▶ **EXERCISE DIRECTIONS**
Select every line below containing the word "limit".

▶ **Data extracted from a collection**
■ ■ ■ ■ ■ ■ ■
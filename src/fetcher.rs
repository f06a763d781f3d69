// =============================================================================
// fetcher.rs — THE DOCKET PROVIDER LIAISON
// =============================================================================
//
// One job: given a normalized CNJ number, bring back that case's ordered
// movement history from the external docket service — or a typed error
// saying exactly why we couldn't. Nothing in this module panics on a bad
// response and nothing throws past the per-case boundary; a 503 from the
// provider is a return value, not an incident.
//
// The fetcher is a trait so the monitor can be wired to a fake in tests.
// Production uses `JuditClient`, a thin reqwest wrapper with a per-call
// timeout and a User-Agent that identifies us like adults.
// =============================================================================

use async_trait::async_trait;
use chrono::NaiveDate;
use std::time::Duration;
use thiserror::Error;
use tracing::debug;

use crate::models::{DocketResponse, FetchedMovement};

/// How hard the fetch failed. The monitor treats every variant the same
/// way (log `erro_api`, record in `errors`, leave `last_checked_at`
/// alone), but the audit trail deserves to know which flavor it was.
#[derive(Debug, Clone, Error)]
pub enum FetchError {
    /// Provider answered with a non-2xx status.
    #[error("docket API returned HTTP {status}: {detail}")]
    Http { status: u16, detail: String },

    /// We never got an answer: DNS, TLS, timeout, cable-eating backhoe.
    #[error("network error reaching docket API: {0}")]
    Network(String),

    /// We got 200 and then couldn't make sense of the body.
    #[error("malformed docket payload: {0}")]
    MalformedBody(String),
}

/// The seam between the monitor and the outside world. Implemented by
/// `JuditClient` in production and by in-memory fakes in tests.
#[async_trait]
pub trait DocketFetch: Send + Sync {
    /// Fetch the ordered movement list for one case, newest first.
    /// The `number` is expected to be CNJ-normalized already.
    async fn fetch_movements(&self, number: &str) -> Result<Vec<FetchedMovement>, FetchError>;
}

/// Production client for the docket provider.
pub struct JuditClient {
    http: reqwest::Client,
    base_url: String,
    token: String,
    limit: u32,
}

impl JuditClient {
    /// Build the client. The timeout here is the per-call network timeout;
    /// the run-level deadline lives in the monitor.
    pub fn new(
        base_url: String,
        token: String,
        limit: u32,
        timeout: Duration,
    ) -> anyhow::Result<Self> {
        let http = reqwest::Client::builder()
            .timeout(timeout)
            .user_agent("AndamentoEngine/1.0 (docket-monitor)")
            .build()?;

        Ok(Self {
            http,
            base_url,
            token,
            limit,
        })
    }
}

#[async_trait]
impl DocketFetch for JuditClient {
    async fn fetch_movements(&self, number: &str) -> Result<Vec<FetchedMovement>, FetchError> {
        let url = format!(
            "{}/processos/numero_cnj/{}/movimentacoes?limit={}",
            self.base_url, number, self.limit,
        );

        debug!(number = number, url = url.as_str(), "fetching docket movements");

        let response = self
            .http
            .get(&url)
            .bearer_auth(&self.token)
            .send()
            .await
            .map_err(|e| FetchError::Network(e.to_string()))?;

        let status = response.status();
        if !status.is_success() {
            // Grab whatever the provider said by way of explanation.
            // Truncated — some gateways answer 502 with an entire HTML
            // museum exhibit.
            let detail = response
                .text()
                .await
                .map(|body| crate::models::truncate_chars(body.trim(), 300))
                .unwrap_or_default();
            return Err(FetchError::Http {
                status: status.as_u16(),
                detail,
            });
        }

        let body = response
            .text()
            .await
            .map_err(|e| FetchError::Network(e.to_string()))?;

        let payload: DocketResponse = serde_json::from_str(&body)
            .map_err(|e| FetchError::MalformedBody(e.to_string()))?;

        parse_items(payload)
    }
}

/// Turn the raw provider payload into cleaned movements. A missing id or
/// an unparseable date poisons the whole payload — the diff engine's stop
/// condition assumes a coherent newest-first list, so half a list is
/// worse than no list.
fn parse_items(payload: DocketResponse) -> Result<Vec<FetchedMovement>, FetchError> {
    let items = payload.items.unwrap_or_default();
    let mut movements = Vec::with_capacity(items.len());

    for (idx, item) in items.into_iter().enumerate() {
        let external_id = item
            .id
            .ok_or_else(|| FetchError::MalformedBody(format!("item {idx} has no id")))?;

        let raw_date = item
            .data
            .ok_or_else(|| FetchError::MalformedBody(format!("item {idx} has no data field")))?;

        let date = NaiveDate::parse_from_str(&raw_date, "%Y-%m-%d").map_err(|e| {
            FetchError::MalformedBody(format!("item {idx} date {raw_date:?}: {e}"))
        })?;

        movements.push(FetchedMovement {
            external_id,
            date,
            tipo: item.tipo.unwrap_or_default(),
            conteudo: item.conteudo.unwrap_or_default(),
        });
    }

    Ok(movements)
}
■ ■ ■ ■ ■ ■ ■
▶ **REPLY**
    limit: u32,
        limit: u32,
            limit,
            "{}/processos/numero_cnj/{}/movimentacoes?limit={}",
            self.base_url, number, self.limit,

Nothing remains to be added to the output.